The program allowed 25 bow hunters in town to hunt deer from Nov. 1 until Dec. 31 on portions of town conservation land, including the Bald Hill, Wood Hill and Fish Brook North reservations and land surrounding Haggett's Pond.
He said the goal was to take 20 deer this season, but that only 11 were killed by hunters on town conservation land, he said.
"As you know, we started the season a bit late this year," Douglas said. "We started one month into the three-month season,"
Douglas said applicants had to be town residents, have a valid hunting license, hunt from tree stands and pass an archery accuracy test.
Program proponents hope to seek future approval of the program from selectmen and Conservation Commission sometime after Town Meeting in April well before the start of the new hunting season.

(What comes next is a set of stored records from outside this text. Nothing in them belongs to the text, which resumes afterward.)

//! Behavioural guarantees of reconciliation and remapping.

use pretty_assertions::assert_eq;
use rstest::{fixture, rstest};
use seer_core::{
    ClassDef, Geometry, GeometryKind, KeepSet, Label, PredictionAnnotation, SchemaCollection,
    SchemaItem, Tag, TagDef, TagValue, TagValueType, Vocabulary,
};
use seer_schema::{SuffixPolicy, generate, reconcile, transform};

fn vocabulary(classes: &[(&str, GeometryKind)], tags: &[(&str, TagValueType)]) -> Vocabulary {
    Vocabulary::new(
        SchemaCollection::from_items(classes.iter().map(|(n, k)| ClassDef::new(*n, *k))).unwrap(),
        SchemaCollection::from_items(tags.iter().map(|(n, t)| TagDef::new(*n, t.clone())))
            .unwrap(),
    )
}

fn label(class: &str, shape: GeometryKind) -> Label {
    Label {
        class: ClassDef::new(class, shape),
        geometry: Geometry {
            shape,
            data: serde_json::json!({"exterior": [[0, 0], [4, 0], [4, 4]]}),
        },
        tags: vec![],
    }
}

#[fixture]
fn project() -> Vocabulary {
    vocabulary(
        &[
            ("car", GeometryKind::Rectangle),
            ("person", GeometryKind::Polygon),
            ("sign", GeometryKind::Point),
        ],
        &[
            ("speed", TagValueType::AnyString),
            ("occluded", TagValueType::None),
        ],
    )
}

#[fixture]
fn model() -> Vocabulary {
    vocabulary(
        &[
            ("car", GeometryKind::Polygon),
            ("person", GeometryKind::Polygon),
            ("bike", GeometryKind::Rectangle),
        ],
        &[
            ("speed", TagValueType::AnyNumber),
            ("occluded", TagValueType::None),
        ],
    )
}

#[rstest]
fn reconciling_twice_without_force_is_idempotent(project: Vocabulary, model: Vocabulary) {
    let policy = SuffixPolicy::new("model", false);

    let first = reconcile(&project, &model, &policy).unwrap();
    let second = reconcile(&first.vocabulary, &model, &policy).unwrap();

    assert!(!second.changed(&first.vocabulary));
    assert_eq!(second.mapping, first.mapping);
}

#[rstest]
#[case(false)]
#[case(true)]
fn colliding_kinds_never_resolve_to_the_colliding_item(
    project: Vocabulary,
    model: Vocabulary,
    #[case] force: bool,
) {
    let result = reconcile(&project, &model, &SuffixPolicy::new("model", force)).unwrap();

    for item in model.classes.iter() {
        if let Some(existing) = project.classes.get(item.key()) {
            if !existing.same_kind(item) {
                let resolved = result.mapping.classes.get(item.key()).unwrap();
                assert_ne!(resolved, existing);
                assert!(resolved.name.starts_with("car-model"), "{resolved:?}");
                assert!(!project.classes.contains(&resolved.name));
            }
        }
    }
    for item in model.tags.iter() {
        if let Some(existing) = project.tags.get(item.key()) {
            if !existing.same_kind(item) {
                let resolved = result.mapping.tags.get(item.key()).unwrap();
                assert_ne!(resolved, existing);
                assert_eq!(resolved.value_type, item.value_type);
            }
        }
    }
}

#[test]
fn suffix_generation_is_deterministic() {
    let car = ClassDef::new("car", GeometryKind::Rectangle);
    assert_eq!(generate(&car, "model", 0), "car-model");
    assert_eq!(generate(&car, "model", 2), "car-model-2");
}

#[rstest]
fn mapping_covers_every_kept_item(project: Vocabulary, model: Vocabulary) {
    let keep = KeepSet::new(["car", "bike"], ["speed"]);
    let selected = model.select(&keep).unwrap();
    let result = reconcile(&project, &selected, &SuffixPolicy::default()).unwrap();

    for name in &keep.classes {
        let resolved = result.mapping.classes.get(name).unwrap();
        assert!(result.vocabulary.classes.contains(&resolved.name));
    }
    for name in &keep.tags {
        let resolved = result.mapping.tags.get(name).unwrap();
        assert!(result.vocabulary.tags.contains(&resolved.name));
    }

    let mut car = label("car", GeometryKind::Polygon);
    car.tags.push(Tag::new(
        TagDef::new("speed", TagValueType::AnyNumber),
        TagValue::Number(88.0),
    ));
    let prediction = PredictionAnnotation {
        frame_tags: vec![],
        labels: vec![car, label("bike", GeometryKind::Rectangle)],
    };
    let out = transform(&prediction, &result.vocabulary, &result.mapping, &keep).unwrap();
    for label in &out.labels {
        assert_eq!(result.vocabulary.classes.get(&label.class.name), Some(&label.class));
        for tag in &label.tags {
            assert_eq!(result.vocabulary.tags.get(&tag.def.name), Some(&tag.def));
        }
    }
}

#[rstest]
#[case(&["car"], 1)]
#[case(&[], 0)]
#[case(&["car", "person"], 3)]
fn filter_keeps_only_selected_classes(
    model: Vocabulary,
    #[case] keep_classes: &[&str],
    #[case] expected: usize,
) {
    let keep = KeepSet::new(keep_classes.iter().copied(), Vec::<String>::new());
    let selected = model.select(&keep).unwrap();
    let result = reconcile(&Vocabulary::default(), &selected, &SuffixPolicy::default()).unwrap();

    let prediction = PredictionAnnotation {
        frame_tags: vec![],
        labels: vec![
            label("car", GeometryKind::Polygon),
            label("person", GeometryKind::Polygon),
            label("person", GeometryKind::Polygon),
        ],
    };
    let out = transform(&prediction, &result.vocabulary, &result.mapping, &keep).unwrap();

    assert_eq!(out.labels.len(), expected);
    assert!(out.labels.iter().all(|l| keep.keeps_class(&l.class.name)));
}

/// Project has `car` (box); model reports `car` (polygon) and `speed`
/// (numeric); suffix `model`, forced.
fn end_to_end(project: &Vocabulary, policy: &SuffixPolicy) -> (Vocabulary, PredictionAnnotation) {
    let model = vocabulary(
        &[("car", GeometryKind::Polygon)],
        &[("speed", TagValueType::AnyNumber)],
    );
    let result = reconcile(project, &model, policy).unwrap();

    let mut car = label("car", GeometryKind::Polygon);
    car.tags.push(Tag::new(
        TagDef::new("speed", TagValueType::AnyNumber),
        TagValue::Number(54.0),
    ));
    let prediction = PredictionAnnotation {
        frame_tags: vec![],
        labels: vec![car],
    };
    let out = transform(&prediction, &result.vocabulary, &result.mapping, &model.keep_all()).unwrap();
    (result.vocabulary, out)
}

#[test]
fn end_to_end_forced_suffix() {
    let project = vocabulary(&[("car", GeometryKind::Rectangle)], &[]);
    let (vocab, out) = end_to_end(&project, &SuffixPolicy::new("model", true));

    assert_eq!(
        vocab.classes.get("car"),
        Some(&ClassDef::new("car", GeometryKind::Rectangle))
    );
    assert_eq!(
        vocab.classes.get("car-model"),
        Some(&ClassDef::new("car-model", GeometryKind::Polygon))
    );
    assert_eq!(
        vocab.tags.get("speed-model"),
        Some(&TagDef::new("speed-model", TagValueType::AnyNumber))
    );
    assert!(!vocab.tags.contains("speed"));
    assert_eq!(out.labels[0].class.name, "car-model");
    assert_eq!(out.labels[0].tags[0].def.name, "speed-model");
    assert_eq!(out.labels[0].tags[0].value, TagValue::Number(54.0));
}

#[test]
fn end_to_end_forced_suffix_with_colliding_tag() {
    let project = vocabulary(
        &[("car", GeometryKind::Rectangle)],
        &[("speed", TagValueType::AnyString)],
    );
    let (vocab, out) = end_to_end(&project, &SuffixPolicy::new("model", true));

    assert_eq!(
        vocab.tags.get("speed-model"),
        Some(&TagDef::new("speed-model", TagValueType::AnyNumber))
    );
    assert_eq!(out.labels[0].class.name, "car-model");
    assert_eq!(out.labels[0].tags[0].def.name, "speed-model");
}
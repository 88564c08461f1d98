//! In-memory collaborators that record every call.

use std::collections::HashMap;
use std::sync::Mutex;
use std::time::Duration;

use async_trait::async_trait;
use seer_core::ids::{FigureId, JobId, ObjectId, ProjectId, SessionId, VideoId};
use seer_core::{
    ClassDef, Geometry, GeometryKind, JobInfo, PredictionAnnotation, SchemaCollection, TagDef,
    TagValue, TagValueType, Vocabulary,
};

use crate::collaborators::{
    AnnotationStore, EditControlGate, InferenceClient, InferenceRequest, JobInfoLookup,
    SessionInfo, TagTarget, VocabularyStore,
};
use crate::error::{InferenceError, StoreError};

#[derive(Debug, Clone, PartialEq)]
pub enum Call {
    Disable(SessionId),
    Enable(SessionId),
    GetVocabulary(ProjectId),
    PutVocabulary(ProjectId),
    GetJob(JobId),
    CreateObjects(Vec<String>),
    CreateFigure { object_id: ObjectId, frame_index: u32 },
    AttachTag { target: TagTarget, name: String },
}

#[derive(Debug, Default)]
struct Failures {
    disable: bool,
    enable: bool,
    put: bool,
    figure: bool,
}

#[derive(Debug)]
pub struct FakePlatform {
    vocabularies: Mutex<HashMap<ProjectId, Vocabulary>>,
    jobs: HashMap<JobId, JobInfo>,
    calls: Mutex<Vec<Call>>,
    next_object: Mutex<ObjectId>,
    next_figure: Mutex<FigureId>,
    fail: Failures,
}

impl FakePlatform {
    pub fn new() -> Self {
        Self {
            vocabularies: Mutex::default(),
            jobs: HashMap::new(),
            calls: Mutex::default(),
            next_object: Mutex::new(100),
            next_figure: Mutex::new(1000),
            fail: Failures::default(),
        }
    }

    pub fn with_vocabulary(self, project_id: ProjectId, vocabulary: Vocabulary) -> Self {
        self.vocabularies
            .lock()
            .unwrap()
            .insert(project_id, vocabulary);
        self
    }

    pub fn with_job(mut self, job: JobInfo) -> Self {
        self.jobs.insert(job.job_id, job);
        self
    }

    pub fn failing_disable(mut self) -> Self {
        self.fail.disable = true;
        self
    }

    pub fn failing_enable(mut self) -> Self {
        self.fail.enable = true;
        self
    }

    pub fn failing_put(mut self) -> Self {
        self.fail.put = true;
        self
    }

    pub fn failing_figures(mut self) -> Self {
        self.fail.figure = true;
        self
    }

    pub fn calls(&self) -> Vec<Call> {
        self.calls.lock().unwrap().clone()
    }

    pub fn stored_vocabulary(&self, project_id: ProjectId) -> Option<Vocabulary> {
        self.vocabularies.lock().unwrap().get(&project_id).cloned()
    }

    pub fn vocabulary_fetches(&self) -> usize {
        self.count(|call| matches!(call, Call::GetVocabulary(_)))
    }

    pub fn job_fetches(&self) -> usize {
        self.count(|call| matches!(call, Call::GetJob(_)))
    }

    pub fn count(&self, pred: impl Fn(&Call) -> bool) -> usize {
        self.calls.lock().unwrap().iter().filter(|c| pred(c)).count()
    }

    fn record(&self, call: Call) {
        self.calls.lock().unwrap().push(call);
    }
}

#[async_trait]
impl VocabularyStore for FakePlatform {
    async fn get_vocabulary(&self, project_id: ProjectId) -> Result<Vocabulary, StoreError> {
        self.record(Call::GetVocabulary(project_id));
        self.stored_vocabulary(project_id)
            .ok_or(StoreError::NotFound {
                entity: "project",
                id: project_id,
            })
    }

    async fn put_vocabulary(
        &self,
        project_id: ProjectId,
        vocabulary: &Vocabulary,
    ) -> Result<(), StoreError> {
        self.record(Call::PutVocabulary(project_id));
        if self.fail.put {
            return Err(StoreError::Rejected("vocabulary update refused".into()));
        }
        self.vocabularies
            .lock()
            .unwrap()
            .insert(project_id, vocabulary.clone());
        Ok(())
    }
}

#[async_trait]
impl AnnotationStore for FakePlatform {
    async fn create_objects_bulk(
        &self,
        _video_id: VideoId,
        classes: &[ClassDef],
    ) -> Result<Vec<ObjectId>, StoreError> {
        self.record(Call::CreateObjects(
            classes.iter().map(|c| c.name.clone()).collect(),
        ));
        let mut next = self.next_object.lock().unwrap();
        Ok(classes
            .iter()
            .map(|_| {
                let id = *next;
                *next += 1;
                id
            })
            .collect())
    }

    async fn create_figure(
        &self,
        _video_id: VideoId,
        object_id: ObjectId,
        frame_index: u32,
        _geometry: &Geometry,
    ) -> Result<FigureId, StoreError> {
        self.record(Call::CreateFigure {
            object_id,
            frame_index,
        });
        if self.fail.figure {
            return Err(StoreError::Unavailable("figure service down".into()));
        }
        let mut next = self.next_figure.lock().unwrap();
        let id = *next;
        *next += 1;
        Ok(id)
    }

    async fn attach_tag(
        &self,
        target: TagTarget,
        def: &TagDef,
        _value: &TagValue,
    ) -> Result<(), StoreError> {
        self.record(Call::AttachTag {
            target,
            name: def.name.clone(),
        });
        Ok(())
    }
}

#[async_trait]
impl EditControlGate for FakePlatform {
    async fn disable_controls(&self, session_id: SessionId) -> Result<(), StoreError> {
        self.record(Call::Disable(session_id));
        if self.fail.disable {
            return Err(StoreError::Unavailable("session gone".into()));
        }
        Ok(())
    }

    async fn enable_controls(&self, session_id: SessionId) -> Result<(), StoreError> {
        self.record(Call::Enable(session_id));
        if self.fail.enable {
            return Err(StoreError::Unavailable("session gone".into()));
        }
        Ok(())
    }
}

#[async_trait]
impl JobInfoLookup for FakePlatform {
    async fn get_job_info(&self, job_id: JobId) -> Result<JobInfo, StoreError> {
        self.record(Call::GetJob(job_id));
        self.jobs.get(&job_id).cloned().ok_or(StoreError::NotFound {
            entity: "job",
            id: job_id,
        })
    }
}

#[derive(Debug, Clone, Copy, PartialEq, Eq)]
pub enum InferenceBehavior {
    Succeed,
    Fail,
    Panic,
}

/// Model returning canned predictions.
#[derive(Debug)]
pub struct FakeModel {
    vocabulary: Vocabulary,
    settings: serde_json::Value,
    predictions: Vec<PredictionAnnotation>,
    behavior: InferenceBehavior,
    session_fails: bool,
    session_delay: Option<Duration>,
    inference_delay: Option<Duration>,
    requests: Mutex<Vec<InferenceRequest>>,
}

/// `car` (polygon) and `speed` (number).
pub fn model_vocabulary() -> Vocabulary {
    Vocabulary::new(
        SchemaCollection::from_items([ClassDef::new("car", GeometryKind::Polygon)]).unwrap(),
        SchemaCollection::from_items([TagDef::new("speed", TagValueType::AnyNumber)]).unwrap(),
    )
}

impl FakeModel {
    pub fn new() -> Self {
        Self {
            vocabulary: model_vocabulary(),
            settings: serde_json::json!({}),
            predictions: Vec::new(),
            behavior: InferenceBehavior::Succeed,
            session_fails: false,
            session_delay: None,
            inference_delay: None,
            requests: Mutex::default(),
        }
    }

    pub fn with_vocabulary(mut self, vocabulary: Vocabulary) -> Self {
        self.vocabulary = vocabulary;
        self
    }

    pub fn with_settings(mut self, settings: serde_json::Value) -> Self {
        self.settings = settings;
        self
    }

    pub fn with_predictions(mut self, predictions: Vec<PredictionAnnotation>) -> Self {
        self.predictions = predictions;
        self
    }

    pub fn with_inference(mut self, behavior: InferenceBehavior) -> Self {
        self.behavior = behavior;
        self
    }

    pub fn failing_session_info(mut self) -> Self {
        self.session_fails = true;
        self
    }

    pub fn with_session_delay(mut self, delay: Duration) -> Self {
        self.session_delay = Some(delay);
        self
    }

    pub fn with_inference_delay(mut self, delay: Duration) -> Self {
        self.inference_delay = Some(delay);
        self
    }

    pub fn requests(&self) -> Vec<InferenceRequest> {
        self.requests.lock().unwrap().clone()
    }
}

#[async_trait]
impl InferenceClient for FakeModel {
    async fn session_info(&self) -> Result<SessionInfo, InferenceError> {
        if let Some(delay) = self.session_delay {
            tokio::time::sleep(delay).await;
        }
        if self.session_fails {
            return Err(InferenceError::Transport("connection refused".into()));
        }
        Ok(SessionInfo {
            model_name: "fake-detector".into(),
            details: serde_json::Map::new(),
        })
    }

    async fn model_vocabulary(&self) -> Result<Vocabulary, InferenceError> {
        Ok(self.vocabulary.clone())
    }

    async fn default_settings(&self) -> Result<serde_json::Value, InferenceError> {
        Ok(self.settings.clone())
    }

    async fn run_inference(
        &self,
        request: InferenceRequest,
    ) -> Result<Vec<PredictionAnnotation>, InferenceError> {
        self.requests.lock().unwrap().push(request);
        if let Some(delay) = self.inference_delay {
            tokio::time::sleep(delay).await;
        }
        match self.behavior {
            InferenceBehavior::Succeed => Ok(self.predictions.clone()),
            InferenceBehavior::Fail => Err(InferenceError::Timeout(Duration::from_secs(30))),
            InferenceBehavior::Panic => panic!("model worker crashed"),
        }
    }
}
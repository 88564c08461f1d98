//! Labeling-session state driven by the tool's "selection changed" trigger.

use seer_core::{AccessScope, KeepSet, SessionContext};
use seer_schema::SuffixPolicy;

use crate::cache::VocabularyCache;
use crate::collaborators::{JobInfoLookup, VocabularyStore};
use crate::connection::ModelConnection;
use crate::error::StoreError;
use crate::orchestrator::ApplyContext;
use crate::scope::ScopeTracker;

/// The labeler's current position plus the job scope resolved for it.
#[derive(Debug)]
pub struct LabelingSession {
    context: SessionContext,
    scope: ScopeTracker,
}

impl LabelingSession {
    #[must_use]
    pub fn new(context: SessionContext) -> Self {
        Self {
            context,
            scope: ScopeTracker::new(),
        }
    }

    #[must_use]
    pub const fn context(&self) -> &SessionContext {
        &self.context
    }

    /// Take a new selection context: warm the project's vocabulary cache and
    /// re-resolve the job scope if the job changed.
    pub async fn on_selection_changed<P>(
        &mut self,
        platform: &P,
        cache: &VocabularyCache,
        context: SessionContext,
    ) -> Result<&AccessScope, StoreError>
    where
        P: VocabularyStore + JobInfoLookup,
    {
        tracing::debug!(
            project_id = context.project_id,
            video_id = context.video_id,
            frame_index = context.frame_index,
            job_id = ?context.job_id,
            "selection changed"
        );
        self.context = context;
        cache.warm(platform, self.context.project_id).await?;
        self.scope
            .observe(platform, self.context.user_id, self.context.job_id)
            .await
    }

    /// Move to another frame of the same video.
    pub fn set_frame(&mut self, frame_index: u32) {
        self.context = self.context.at_frame(frame_index);
    }

    /// Scope for the current job, once resolved.
    #[must_use]
    pub fn scope(&self) -> Option<&AccessScope> {
        self.scope.scope_for(self.context.job_id)
    }

    /// Assemble an apply for the current frame. `None` until the scope of
    /// the current job has been resolved.
    #[must_use]
    pub fn apply_context<'a, C>(
        &'a self,
        connection: &'a ModelConnection<C>,
        cache: &'a VocabularyCache,
        selection: &'a KeepSet,
        policy: &'a SuffixPolicy,
        settings: serde_json::Value,
    ) -> Option<ApplyContext<'a, C>> {
        Some(ApplyContext {
            session: self.context.clone(),
            connection,
            cache,
            selection,
            policy,
            scope: self.scope()?,
            settings,
        })
    }
}

#[cfg(test)]
mod tests {
    use super::*;
    use crate::orchestrator::{ApplyOptions, ApplyOrchestrator, ApplyOutcome};
    use crate::test_support::{FakeModel, FakePlatform};
    use pretty_assertions::assert_eq;
    use seer_core::{JobInfo, Vocabulary};
    use std::time::Duration;

    fn context(project_id: u64, job_id: Option<u64>) -> SessionContext {
        SessionContext {
            team_id: 1,
            session_id: 2,
            dataset_id: 3,
            project_id,
            video_id: 4,
            frame_index: 0,
            user_id: 5,
            job_id,
        }
    }

    fn platform() -> FakePlatform {
        FakePlatform::new()
            .with_vocabulary(1, Vocabulary::default())
            .with_vocabulary(2, Vocabulary::default())
            .with_job(JobInfo {
                job_id: 9,
                assignee_id: 5,
                allowed_classes: ["car".to_string()].into(),
                allowed_tags: Default::default(),
                dynamic_restriction_enabled: true,
            })
    }

    #[tokio::test]
    async fn selection_change_warms_each_project_once() {
        let platform = platform();
        let cache = VocabularyCache::new();
        let mut session = LabelingSession::new(context(1, None));

        session
            .on_selection_changed(&platform, &cache, context(1, None))
            .await
            .unwrap();
        session
            .on_selection_changed(&platform, &cache, context(1, None))
            .await
            .unwrap();
        session
            .on_selection_changed(&platform, &cache, context(2, None))
            .await
            .unwrap();

        assert_eq!(platform.vocabulary_fetches(), 2);
        assert_eq!(session.context().project_id, 2);
    }

    #[tokio::test]
    async fn apply_context_needs_resolved_scope() {
        let platform = platform();
        let cache = VocabularyCache::new();
        let connection = ModelConnection::connect(FakeModel::new(), 11, Duration::from_secs(3))
            .await
            .unwrap();
        let selection = connection.default_selection();
        let policy = SuffixPolicy::default();
        let mut session = LabelingSession::new(context(1, Some(9)));

        assert!(
            session
                .apply_context(&connection, &cache, &selection, &policy, serde_json::json!({}))
                .is_none()
        );

        let scope = session
            .on_selection_changed(&platform, &cache, context(1, Some(9)))
            .await
            .unwrap();
        assert!(scope.owned_by_current_user());

        session.set_frame(30);
        let ctx = session
            .apply_context(&connection, &cache, &selection, &policy, serde_json::json!({}))
            .unwrap();
        assert_eq!(ctx.session.frame_index, 30);
        assert_eq!(ctx.scope.job_id(), Some(9));
    }

    #[tokio::test]
    async fn session_drives_an_apply() {
        let platform = platform();
        let cache = VocabularyCache::new();
        let connection = ModelConnection::connect(FakeModel::new(), 11, Duration::from_secs(3))
            .await
            .unwrap();
        let selection = connection.default_selection();
        let policy = SuffixPolicy::default();
        let mut session = LabelingSession::new(context(1, None));
        session
            .on_selection_changed(&platform, &cache, context(1, None))
            .await
            .unwrap();

        let orchestrator = ApplyOrchestrator::new(platform, ApplyOptions::default());
        let ctx = session
            .apply_context(&connection, &cache, &selection, &policy, serde_json::json!({}))
            .unwrap();
        let outcome = orchestrator.apply(ctx).await.unwrap();

        assert_eq!(outcome, ApplyOutcome::NoPrediction { returned: 0 });
        assert_eq!(orchestrator.platform().vocabulary_fetches(), 1);
    }
}
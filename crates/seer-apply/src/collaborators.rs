//! Interfaces to the services the apply workflow drives.
//!
//! The inference service and the labeling platform are remote; seer only
//! needs the handful of calls below. Implementations decide transport,
//! retries and timeouts.

use async_trait::async_trait;
use seer_core::ids::{FigureId, JobId, ObjectId, ProjectId, SessionId, VideoId};
use seer_core::{ClassDef, Geometry, JobInfo, PredictionAnnotation, TagDef, TagValue, Vocabulary};
use serde::{Deserialize, Serialize};

use crate::error::{InferenceError, StoreError};

/// Inference over a run of frames of one video, forward from `start_frame`.
#[derive(Debug, Clone, PartialEq, Serialize, Deserialize)]
pub struct InferenceRequest {
    pub video_id: VideoId,
    pub start_frame: u32,
    pub frame_count: u32,
    #[serde(default)]
    pub settings: serde_json::Value,
}

impl InferenceRequest {
    /// Just `frame`.
    #[must_use]
    pub const fn single_frame(video_id: VideoId, frame: u32, settings: serde_json::Value) -> Self {
        Self {
            video_id,
            start_frame: frame,
            frame_count: 1,
            settings,
        }
    }
}

/// What a deployed model reports about itself.
#[derive(Debug, Clone, Default, PartialEq, Serialize, Deserialize)]
pub struct SessionInfo {
    #[serde(default)]
    pub model_name: String,
    #[serde(flatten)]
    pub details: serde_json::Map<String, serde_json::Value>,
}

/// Where a tag is attached.
#[derive(Debug, Clone, Copy, PartialEq, Eq, Serialize, Deserialize)]
#[serde(tag = "target", rename_all = "snake_case")]
pub enum TagTarget {
    Object { object_id: ObjectId },
    Frame { video_id: VideoId, frame_index: u32 },
}

/// A deployed detection/segmentation model.
#[async_trait]
pub trait InferenceClient: Send + Sync {
    async fn session_info(&self) -> Result<SessionInfo, InferenceError>;

    /// Classes and tags the model can emit.
    async fn model_vocabulary(&self) -> Result<Vocabulary, InferenceError>;

    async fn default_settings(&self) -> Result<serde_json::Value, InferenceError>;

    async fn run_inference(
        &self,
        request: InferenceRequest,
    ) -> Result<Vec<PredictionAnnotation>, InferenceError>;
}

#[async_trait]
pub trait VocabularyStore: Send + Sync {
    async fn get_vocabulary(&self, project_id: ProjectId) -> Result<Vocabulary, StoreError>;

    async fn put_vocabulary(
        &self,
        project_id: ProjectId,
        vocabulary: &Vocabulary,
    ) -> Result<(), StoreError>;
}

#[async_trait]
pub trait AnnotationStore: Send + Sync {
    /// Create one video object per class, returning ids in input order.
    async fn create_objects_bulk(
        &self,
        video_id: VideoId,
        classes: &[ClassDef],
    ) -> Result<Vec<ObjectId>, StoreError>;

    async fn create_figure(
        &self,
        video_id: VideoId,
        object_id: ObjectId,
        frame_index: u32,
        geometry: &Geometry,
    ) -> Result<FigureId, StoreError>;

    async fn attach_tag(
        &self,
        target: TagTarget,
        def: &TagDef,
        value: &TagValue,
    ) -> Result<(), StoreError>;
}

/// Enables and disables the labeling tool's edit controls for a session.
#[async_trait]
pub trait EditControlGate: Send + Sync {
    async fn disable_controls(&self, session_id: SessionId) -> Result<(), StoreError>;

    async fn enable_controls(&self, session_id: SessionId) -> Result<(), StoreError>;
}

#[async_trait]
pub trait JobInfoLookup: Send + Sync {
    async fn get_job_info(&self, job_id: JobId) -> Result<JobInfo, StoreError>;
}
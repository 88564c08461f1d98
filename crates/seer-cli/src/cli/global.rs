use std::path::PathBuf;

use clap::ValueEnum;

/// Shared output mode across all commands.
#[derive(Clone, Copy, Debug, Eq, PartialEq, ValueEnum)]
pub enum OutputFormat {
    Json,
    Raw,
}

/// Global flags available before or after subcommands.
#[derive(Clone, Debug)]
pub struct GlobalFlags {
    pub format: OutputFormat,
    pub quiet: bool,
    pub verbose: bool,
    pub config: Option<PathBuf>,
}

He said going into the program there were concerns from people who use the land for other purposes. He reported that there were no negative interactions between the hunters and the public during the two months.
"We've put a lot of time and energy into making our trail system in town welcoming to everyone in town, dog walkers, hikers, photographers and bird watchers and we were worried there would be bad interactions," Douglas said.
Another benefit to the program was the hunters became volunteer "land managers" and posted signs and helped identify illegal hunters on town land. About 15 illegal tree stands were identified and taken down by the hunters, he said.
"It goes to show you if we didn't have this program we would have hunters out there anyway (illegally)," Selectmen Ted Teichert said. "My point is by doing this, it is a lot safer."
Resident Bob Dalton, who proposed the program, said the season went very well and there are more hunters interested in taking part next year.
Dalton said with a full season, the numbers of deer taken could double. He said it would give hunters more time to scout the land and find out where the deer are.
The purpose of the program was to reduce the local deer population and the problems associated with deer, including increasing cases of Lyme disease, their effects on the ecosystem and biodiversity, and the number of deer-related car crashes.